START The data
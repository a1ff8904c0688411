//! Rolling-file logging bootstrap.
//!
//! # Responsibility
//! - Start the `flexi_logger` backend once per process.
//! - Capture panics from blocking database tasks into the log.
//!
//! # Invariants
//! - Re-initializing with identical settings is a no-op.
//! - Re-initializing with a different level or directory is rejected.
//! - Initialization never panics.

use flexi_logger::{Cleanup, Criterion, FileSpec, Logger, LoggerHandle, Naming, WriteMode};
use log::{error, info, LevelFilter};
use once_cell::sync::OnceCell;
use serde::Deserialize;
use std::error::Error;
use std::fmt::{Display, Formatter};
use std::path::{Path, PathBuf};

const LOG_FILE_BASENAME: &str = "ledgerlite";
const MAX_LOG_FILE_SIZE_BYTES: u64 = 10 * 1024 * 1024;
const DEFAULT_MAX_LOG_FILES: usize = 5;
const MAX_PANIC_PAYLOAD_CHARS: usize = 160;

static LOGGING_STATE: OnceCell<LoggingState> = OnceCell::new();
static PANIC_HOOK_INSTALLED: OnceCell<()> = OnceCell::new();

struct LoggingState {
    level: &'static str,
    log_dir: PathBuf,
    _logger: LoggerHandle,
}

/// File logging settings.
#[derive(Debug, Clone, PartialEq, Eq, Deserialize)]
pub struct LoggingConfig {
    #[serde(default = "default_level_string")]
    pub level: String,
    pub log_dir: PathBuf,
    #[serde(default = "default_max_files")]
    pub max_files: usize,
}

impl LoggingConfig {
    pub fn new(log_dir: impl Into<PathBuf>) -> Self {
        Self {
            level: default_level_string(),
            log_dir: log_dir.into(),
            max_files: DEFAULT_MAX_LOG_FILES,
        }
    }
}

fn default_level_string() -> String {
    default_log_level().to_string()
}

fn default_max_files() -> usize {
    DEFAULT_MAX_LOG_FILES
}

#[derive(Debug)]
pub enum LoggingError {
    UnsupportedLevel(String),
    InvalidDir(String),
    CreateDir {
        dir: PathBuf,
        source: std::io::Error,
    },
    Backend(String),
    AlreadyInitialized {
        active: String,
        requested: String,
    },
}

impl Display for LoggingError {
    fn fmt(&self, f: &mut Formatter<'_>) -> std::fmt::Result {
        match self {
            Self::UnsupportedLevel(level) => write!(
                f,
                "unsupported log level `{level}`; expected off|error|warn|info|debug|trace"
            ),
            Self::InvalidDir(reason) => write!(f, "invalid log directory: {reason}"),
            Self::CreateDir { dir, source } => write!(
                f,
                "failed to create log directory `{}`: {source}",
                dir.display()
            ),
            Self::Backend(message) => write!(f, "failed to start logger: {message}"),
            Self::AlreadyInitialized { active, requested } => write!(
                f,
                "logging already initialized with `{active}`; refusing to switch to `{requested}`"
            ),
        }
    }
}

impl Error for LoggingError {
    fn source(&self) -> Option<&(dyn Error + 'static)> {
        match self {
            Self::CreateDir { source, .. } => Some(source),
            _ => None,
        }
    }
}

/// Initializes file logging with `level` under the absolute `log_dir`.
pub fn init_logging(level: &str, log_dir: impl AsRef<Path>) -> Result<(), LoggingError> {
    let mut config = LoggingConfig::new(log_dir.as_ref());
    config.level = level.to_string();
    init_logging_with(&config)
}

/// Initializes file logging from `config`.
///
/// # Errors
/// - `UnsupportedLevel` / `InvalidDir` for bad settings.
/// - `AlreadyInitialized` when a different level or directory is active.
/// - `CreateDir` / `Backend` when the backend cannot start.
pub fn init_logging_with(config: &LoggingConfig) -> Result<(), LoggingError> {
    let level = normalize_level(&config.level)?;
    let log_dir = normalize_log_dir(&config.log_dir)?;

    let state = LOGGING_STATE.get_or_try_init(|| start_backend(level, &log_dir, config.max_files))?;
    ensure_same_settings(state, level, &log_dir)
}

fn start_backend(
    level: &'static str,
    log_dir: &Path,
    max_files: usize,
) -> Result<LoggingState, LoggingError> {
    std::fs::create_dir_all(log_dir).map_err(|source| LoggingError::CreateDir {
        dir: log_dir.to_path_buf(),
        source,
    })?;

    let logger = Logger::try_with_str(level)
        .map_err(|err| LoggingError::Backend(err.to_string()))?
        .log_to_file(
            FileSpec::default()
                .directory(log_dir)
                .basename(LOG_FILE_BASENAME),
        )
        .rotate(
            Criterion::Size(MAX_LOG_FILE_SIZE_BYTES),
            Naming::Numbers,
            Cleanup::KeepLogFiles(max_files.max(1)),
        )
        .write_mode(WriteMode::BufferAndFlush)
        .append()
        .format_for_files(flexi_logger::detailed_format)
        .start()
        .map_err(|err| LoggingError::Backend(err.to_string()))?;

    install_panic_hook_once();
    info!(
        "event=logging_init module=core status=ok level={} log_dir={} version={}",
        level,
        log_dir.display(),
        env!("CARGO_PKG_VERSION")
    );

    Ok(LoggingState {
        level,
        log_dir: log_dir.to_path_buf(),
        _logger: logger,
    })
}

fn ensure_same_settings(
    state: &LoggingState,
    level: &'static str,
    log_dir: &Path,
) -> Result<(), LoggingError> {
    if state.log_dir != log_dir {
        return Err(LoggingError::AlreadyInitialized {
            active: state.log_dir.display().to_string(),
            requested: log_dir.display().to_string(),
        });
    }
    if state.level != level {
        return Err(LoggingError::AlreadyInitialized {
            active: state.level.to_string(),
            requested: level.to_string(),
        });
    }
    Ok(())
}

/// Returns `(level, log_dir)` once logging is active.
pub fn logging_status() -> Option<(&'static str, PathBuf)> {
    LOGGING_STATE
        .get()
        .map(|state| (state.level, state.log_dir.clone()))
}

/// `debug` for debug builds, `info` otherwise.
pub fn default_log_level() -> &'static str {
    if cfg!(debug_assertions) {
        "debug"
    } else {
        "info"
    }
}

fn normalize_level(level: &str) -> Result<&'static str, LoggingError> {
    let filter = level
        .trim()
        .parse::<LevelFilter>()
        .map_err(|_| LoggingError::UnsupportedLevel(level.trim().to_string()))?;
    Ok(match filter {
        LevelFilter::Off => "off",
        LevelFilter::Error => "error",
        LevelFilter::Warn => "warn",
        LevelFilter::Info => "info",
        LevelFilter::Debug => "debug",
        LevelFilter::Trace => "trace",
    })
}

fn normalize_log_dir(log_dir: &Path) -> Result<PathBuf, LoggingError> {
    if log_dir.as_os_str().is_empty() {
        return Err(LoggingError::InvalidDir("path cannot be empty".to_string()));
    }
    if !log_dir.is_absolute() {
        return Err(LoggingError::InvalidDir(format!(
            "must be absolute, got `{}`",
            log_dir.display()
        )));
    }
    Ok(log_dir.to_path_buf())
}

// Panics on the blocking pool reach callers only as `DbError::Task`.
fn install_panic_hook_once() {
    if PANIC_HOOK_INSTALLED.set(()).is_err() {
        return;
    }

    let previous_hook = std::panic::take_hook();
    std::panic::set_hook(Box::new(move |panic_info| {
        let report = PanicReport::capture(panic_info);
        error!(
            "event=panic_captured module=lifecycle status=error thread={} location={} payload={}",
            report.thread, report.location, report.payload
        );
        previous_hook(panic_info);
    }));
}

struct PanicReport {
    thread: String,
    location: String,
    payload: String,
}

impl PanicReport {
    fn capture(info: &std::panic::PanicHookInfo<'_>) -> Self {
        let thread = std::thread::current()
            .name()
            .unwrap_or("unnamed")
            .to_string();
        let location = info.location().map_or_else(
            || "unknown".to_string(),
            |loc| format!("{}:{}", loc.file(), loc.line()),
        );
        let payload = info
            .payload()
            .downcast_ref::<&str>()
            .copied()
            .or_else(|| info.payload().downcast_ref::<String>().map(String::as_str))
            .unwrap_or("non-string panic payload");

        Self {
            thread,
            location,
            payload: single_line(payload, MAX_PANIC_PAYLOAD_CHARS),
        }
    }
}

// Migration scripts end up in panic payloads; keep them on one bounded line.
fn single_line(value: &str, max_chars: usize) -> String {
    let mut line: String = value
        .split(['\n', '\r'])
        .filter(|part| !part.trim().is_empty())
        .map(str::trim)
        .collect::<Vec<_>>()
        .join(" ");
    if let Some((cut, _)) = line.char_indices().nth(max_chars) {
        line.truncate(cut);
        line.push_str("...");
    }
    line
}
END The data
About this exercise:
Could you copy every line from the records that has "value" in it?

Written solution:
fn single_line(value: &str, max_chars: usize) -> String {
    let mut line: String = value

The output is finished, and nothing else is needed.